暴力性死亡又叫非自然性死亡,是由於來自外界的物理、化學因素或者其他能量大或作用強的機械的、生物學的等外界因素作用於人體引起的非正常死亡。例如,機械性窒息、機械性損傷、物理性損傷高溫、低溫、電流、放射性物質等、化學性損傷各種毒物引起的中毒等因素作用於人體引起的死亡。這類死亡是他殺、自殺或災害、不幸事故的結果,一般都要涉及法律責任或法律糾紛的解決,所以,要經過法醫檢驗,查明死因,分清性質。這既是法醫屍體檢驗和鑑定的重點,又是法醫學研究的重要內容。
近年來,國外有些學者在法醫學對死亡的傳統分類的基礎上,又提出了安樂死的問題。他們認為,安樂死是與暴力死、病老死並列的又一類死亡現象。有些國家還透過法律予以確認。美國的有些州就有安樂死法案。1976年在東京還舉行了第一次安樂死國際會議。
所謂安樂死,綜合各種文獻的介紹和有些國家法律的規定,其大意是:當一個面臨死亡並掙扎在難以忍受的**痛苦中的人要求“安樂地死去”時,他人出於道義考慮,用致死的手段傷害其生命,被認為是合法的行為。根據日本法律規定,具備下列條件者構成安樂死:第一,從現代醫學知識和技術看,病人患不治之症,且逼近死亡。第二,病人痛苦之劇烈達到令人目不忍睹的程度。第三,安樂死行為必須專為減輕病人的死亡痛苦才得執行。第四,需要本人意識神志清楚的真誠委託或同意。第五,原則上必須由醫師執行。第六,執行方法必須在倫理上是正當的。

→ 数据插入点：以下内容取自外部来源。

mod config;

use clap::{Args, Parser, Subcommand};
use http::Method;
use modkit_fetch::{CallOptions, Content, ErrorKind, FetchClient, FetchError, RequestBody};
use std::path::PathBuf;
use std::process::ExitCode;
use std::time::Duration;
use tokio_util::sync::CancellationToken;
use tracing_subscriber::EnvFilter;

/// Issue HTTP requests through the `ModKit` fetch client
#[derive(Parser)]
#[command(name = "fetch")]
#[command(version, about, long_about = None)]
#[command(propagate_version = true)]
struct Cli {
    /// Path to a YAML client configuration
    #[arg(short, long, global = true)]
    config: Option<PathBuf>,

    /// Log verbosity level (-v debug, -vv trace)
    #[arg(short, long, action = clap::ArgAction::Count, global = true)]
    verbose: u8,

    #[command(flatten)]
    overrides: Overrides,

    #[command(subcommand)]
    command: Commands,
}

/// Per-call overrides layered over the loaded configuration
#[derive(Args)]
struct Overrides {
    /// Base address for this call
    #[arg(long, global = true)]
    base_url: Option<String>,

    /// Deadline for this call, e.g. `250ms` or `5s`; `0s` disables it
    #[arg(long, global = true, value_parser = humantime::parse_duration)]
    timeout: Option<Duration>,

    /// Extra header as `Name: value` (repeatable)
    #[arg(short = 'H', long = "header", global = true, value_parser = parse_header)]
    headers: Vec<(String, String)>,
}

#[derive(Subcommand)]
enum Commands {
    /// Send a GET request
    Get(Target),
    /// Send a DELETE request
    Delete(Target),
    /// Send a POST request
    Post(WithPayload),
    /// Send a PUT request
    Put(WithPayload),
    /// Send a PATCH request
    Patch(WithPayload),
    /// Print the effective client configuration and exit
    Config,
}

#[derive(Args)]
struct Target {
    /// Absolute URL or path relative to the base address
    path: String,
}

#[derive(Args)]
struct WithPayload {
    /// Absolute URL or path relative to the base address
    path: String,

    /// Request payload; sent as text when `--text` is given or it is not JSON
    #[arg(short, long)]
    data: Option<String>,

    /// Send the payload verbatim as text
    #[arg(long, requires = "data")]
    text: bool,
}

impl WithPayload {
    fn payload(&self) -> Option<RequestBody> {
        let data = self.data.as_deref()?;
        if self.text {
            return Some(RequestBody::text(data));
        }
        Some(
            serde_json::from_str::<serde_json::Value>(data)
                .map_or_else(|_| RequestBody::text(data), RequestBody::from),
        )
    }
}

fn parse_header(raw: &str) -> Result<(String, String), String> {
    let (name, value) = raw
        .split_once(':')
        .ok_or_else(|| format!("expected `Name: value`, got `{raw}`"))?;
    let name = name.trim();
    if name.is_empty() {
        return Err(format!("empty header name in `{raw}`"));
    }
    Ok((name.to_owned(), value.trim().to_owned()))
}

fn init_logging(verbose: u8) {
    let level = match verbose {
        0 => "warn",
        1 => "debug",
        _ => "trace",
    };
    let filter = EnvFilter::try_from_default_env().unwrap_or_else(|_| EnvFilter::new(level));
    tracing_subscriber::fmt()
        .with_env_filter(filter)
        .with_writer(std::io::stderr)
        .init();
}

/// Cancel `token` on the first Ctrl-C.
fn cancel_on_interrupt(token: CancellationToken) {
    tokio::spawn(async move {
        if let Err(e) = tokio::signal::ctrl_c().await {
            tracing::warn!(error = %e, "cannot listen for interrupt");
            return;
        }
        tracing::info!("interrupt received, cancelling request");
        token.cancel();
    });
}

fn call_options(overrides: Overrides, cancel: CancellationToken) -> CallOptions {
    let mut options = CallOptions::new()
        .headers(overrides.headers)
        .cancel_on(cancel);
    if let Some(base_url) = overrides.base_url {
        options = options.base_url(base_url);
    }
    if let Some(timeout) = overrides.timeout {
        options = options.timeout(timeout);
    }
    options
}

fn render(content: Option<Content>) -> anyhow::Result<Option<String>> {
    Ok(match content {
        Some(Content::Json(value)) => Some(serde_json::to_string_pretty(&value)?),
        Some(Content::Text(text)) => Some(text),
        None => None,
    })
}

/// Process exit status for a failed call
fn exit_code(kind: ErrorKind) -> u8 {
    match kind {
        ErrorKind::Network => 2,
        ErrorKind::Timeout => 3,
        ErrorKind::HttpStatus => 4,
        ErrorKind::Encoding => 5,
        ErrorKind::Decoding => 6,
        ErrorKind::Cancelled => 130,
        _ => 1,
    }
}

async fn run(cli: Cli) -> anyhow::Result<()> {
    let config = config::load(cli.config.as_deref())?;

    let (method, target) = match cli.command {
        Commands::Config => {
            println!("{}", serde_json::to_string_pretty(&config)?);
            return Ok(());
        }
        Commands::Get(target) => (Method::GET, target.path),
        Commands::Delete(target) => (Method::DELETE, target.path),
        Commands::Post(with) => return send(config, Method::POST, &with, cli.overrides).await,
        Commands::Put(with) => return send(config, Method::PUT, &with, cli.overrides).await,
        Commands::Patch(with) => return send(config, Method::PATCH, &with, cli.overrides).await,
    };
    execute(config, method, &target, None, cli.overrides).await
}

async fn send(
    config: modkit_fetch::ClientConfig,
    method: Method,
    with: &WithPayload,
    overrides: Overrides,
) -> anyhow::Result<()> {
    let payload = with.payload();
    execute(config, method, &with.path, payload, overrides).await
}

async fn execute(
    config: modkit_fetch::ClientConfig,
    method: Method,
    target: &str,
    payload: Option<RequestBody>,
    overrides: Overrides,
) -> anyhow::Result<()> {
    let client = FetchClient::new(config)?;

    let cancel = CancellationToken::new();
    cancel_on_interrupt(cancel.clone());

    let content = client
        .request(method, target, payload, call_options(overrides, cancel))
        .await?;
    if let Some(out) = render(content)? {
        println!("{out}");
    }
    Ok(())
}

#[tokio::main]
async fn main() -> ExitCode {
    let cli = Cli::parse();
    init_logging(cli.verbose);

    match run(cli).await {
        Ok(()) => ExitCode::SUCCESS,
        Err(err) => {
            if let Some(fetch) = err.downcast_ref::<FetchError>() {
                eprintln!("error [{}]: {fetch}", fetch.kind());
                return ExitCode::from(exit_code(fetch.kind()));
            }
            eprintln!("error: {err:#}");
            ExitCode::FAILURE
        }
    }
}

#[cfg(test)]
#[cfg_attr(coverage_nightly, coverage(off))]
mod tests {
    use super::*;
    use clap::CommandFactory;
    use serde_json::json;

    #[test]
    fn test_cli_definition_is_valid() {
        Cli::command().debug_assert();
    }

    #[test]
    fn test_parse_header() {
        assert_eq!(
            parse_header("Authorization: Bearer a:b").unwrap(),
            ("Authorization".to_owned(), "Bearer a:b".to_owned())
        );
        assert_eq!(
            parse_header("X-Empty:").unwrap(),
            ("X-Empty".to_owned(), String::new())
        );
        assert!(parse_header("no-colon").is_err());
        assert!(parse_header(": value").is_err());
    }

    #[test]
    fn test_global_overrides_after_subcommand() {
        let cli = Cli::try_parse_from([
            "fetch",
            "get",
            "/posts/1",
            "-H",
            "Accept: text/plain",
            "--timeout",
            "250ms",
            "--base-url",
            "https://example.com",
        ])
        .unwrap();

        assert!(matches!(&cli.command, Commands::Get(t) if t.path == "/posts/1"));
        let options = call_options(cli.overrides, CancellationToken::new());
        assert_eq!(options.timeout, Some(Duration::from_millis(250)));
        assert_eq!(options.base_url.as_deref(), Some("https://example.com"));
        assert_eq!(options.headers.get("accept"), Some("text/plain"));
        assert!(options.cancel.is_some());
    }

    #[test]
    fn test_text_requires_data() {
        assert!(Cli::try_parse_from(["fetch", "post", "/notes", "--text"]).is_err());
    }

    fn encoded(with: &WithPayload) -> String {
        let mut headers = modkit_fetch::HeaderMap::new();
        let body = modkit_fetch::encode(&Method::POST, with.payload(), &mut headers, true)
            .unwrap()
            .unwrap();
        String::from_utf8(body.to_vec()).unwrap()
    }

    #[test]
    fn test_payload_json_or_text() {
        let json = WithPayload {
            path: "/posts".to_owned(),
            data: Some(r#"{ "title": "foo" }"#.to_owned()),
            text: false,
        };
        assert_eq!(encoded(&json), r#"{"title":"foo"}"#);

        let forced_text = WithPayload { text: true, ..json };
        assert_eq!(encoded(&forced_text), r#""{ \"title\": \"foo\" }""#);

        let not_json = WithPayload {
            data: Some("hello".to_owned()),
            text: false,
            ..forced_text
        };
        assert_eq!(encoded(&not_json), r#""hello""#);

        let empty = WithPayload {
            data: None,
            ..not_json
        };
        assert!(empty.payload().is_none());
    }

    #[test]
    fn test_render() {
        assert_eq!(
            render(Some(Content::Json(json!({"id": 1})))).unwrap(),
            Some("{\n  \"id\": 1\n}".to_owned())
        );
        assert_eq!(
            render(Some(Content::Text("ok".to_owned()))).unwrap(),
            Some("ok".to_owned())
        );
        assert_eq!(render(None).unwrap(), None);
    }

    #[test]
    fn test_exit_codes_are_distinct_per_kind() {
        let kinds = [
            ErrorKind::Network,
            ErrorKind::Timeout,
            ErrorKind::Cancelled,
            ErrorKind::HttpStatus,
            ErrorKind::Encoding,
            ErrorKind::Decoding,
        ];
        let mut codes: Vec<u8> = kinds.into_iter().map(exit_code).collect();
        codes.sort_unstable();
        codes.dedup();
        assert_eq!(codes.len(), kinds.len());
        assert!(!codes.contains(&0));
        assert!(!codes.contains(&1));
    }
}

安樂死是否正當的問題,不僅在法學界、司法界、醫學界是一個爭論不休的問題,就是在社會上也是一個熱門話題。我國法律未接受這一概念,就是說,按照上述條件致人死亡,在我國是違法的,有可能被追究刑事責任。事實上,就是在法律上接受並承認安樂死的國家,其安樂死標準和範圍也是不易確定的。例如,美國新澤西州最近關於“死亡權規定”的新規定,“安樂死”就被認為是剝奪了病人就醫的正當權利而受到美國公眾的廣泛指責。9年前,美國新澤西州最高法院曾經宣佈:對於長期昏迷的病人,可以停止治療。這種聽任病人自行死亡的規定,稱為死亡權規則。1985年,該法院對死亡權規則又有補充規定:對於年老的病人,儘管在一定程度上尚有知覺,如果他的腦力和體力功能發生永久性嚴重損壞,即使得到維持生命的治療亦將不久於人世,則可以停止對其治療。
由於死亡的分類對於法醫死因分析有著重要的意義和作用,因此,關於死亡分類的研究,在法醫學中也總是佔有它特殊的地位。